ForschungBeendete Projekte
Erkenntnistransfer-Projekt SPP 1180: „Effektive Prozessauslegung beim Werkzeugschleifen unter Berücksichtigung der Prozess-Struktur-Wechselwirkungen“

Knowledge transfer project SPP 1180: „Effective process design for tool grinding in consideration of the process-structure interactions“

Email:  wichmann@ifw.uni-hannover.de
Year:  2017
Date:  16-01-17
Sponsors:  DFG
Lifespan:  01.01.2017-31.12.2018
Is Finished:  yes

There is a conflict of objectives in the tool manufacturing between the increasing number of individually designed drilling and milling tools and the increasing cost pressure. In the manufacturing process of slender components with a large overhang, the interactions between the process and the workpiece create shape deviations. Currently, these deviations can only be compensated by a high number of grinding experiments to adapt the axis infeed or efficiency-reducing measures, like a support of the tool blank. Based on the findings of the basic research project DE 447/57 from the priority program 1180, this transfer project develops a method for the model-based design of individual tool grinding processes and investigates it in an industrial environment.

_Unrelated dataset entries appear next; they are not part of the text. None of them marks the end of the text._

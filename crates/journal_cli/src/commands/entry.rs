//! Entry commands: add, delete, edit.

use super::{open_session, parse_id, with_hint};
use anyhow::Result;
use chrono::Utc;
use console::style;
use journal_core::Config;

/// Add an entry timestamped now.
pub fn add(config: &Config, content: &str) -> Result<()> {
    let session = open_session(config)?;
    let record = session.insert_new(content, Utc::now()).map_err(with_hint)?;

    println!("{} Added entry {}", style("✓").green(), style(record.id()).cyan());
    Ok(())
}

/// Delete an entry. Deleting an entry that is already gone is not an error.
pub fn delete(config: &Config, id: &str) -> Result<()> {
    let id = parse_id(id)?;
    let session = open_session(config)?;

    match session.get(&id).map_err(with_hint)? {
        Some(record) => {
            session.delete(&record).map_err(with_hint)?;
            println!("{} Deleted entry {}", style("✓").green(), style(&id).cyan());
        }
        None => {
            println!("{} No entry {} (already deleted)", style("→").yellow(), style(&id).cyan());
        }
    }
    Ok(())
}

/// Replace the text of an entry.
pub fn edit(config: &Config, id: &str, content: &str) -> Result<()> {
    let id = parse_id(id)?;
    let session = open_session(config)?;

    session.stage_content(&id, content).map_err(with_hint)?;
    session.save().map_err(with_hint)?;

    println!("{} Updated entry {}", style("✓").green(), style(&id).cyan());
    Ok(())
}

Within the method, a simulation-based optimization of the tool grinding process ensures compliance with the required manufacturing quality. As a result of the project, the required number of tests and the need to support the tool blank is significantly reduced by considering the process-structure interactions during process design.

The innovation of the model-based design approach is that a numerical analysis precedes the previously experimental verification of a newly designed grinding path. The grinding path is geometrically simulated with the corresponding process parameters and indicated by characteristic variables, like the specific material removal rate Q'w, the contact length lg and the equivalent chip thickness heq. These characteristic variables are used for comparison with reference processes. If certain limit values ​​are exceeded, the parameters are adjusted and a new geometric analysis of the process is performed. After successful adaptation, the process forces and the resulting shape deviation are determined. In case of process behaviour outside the tolerances, the results lead to an adaptation of the grinding paths or, if the required tolerances are reached, to the end of process design.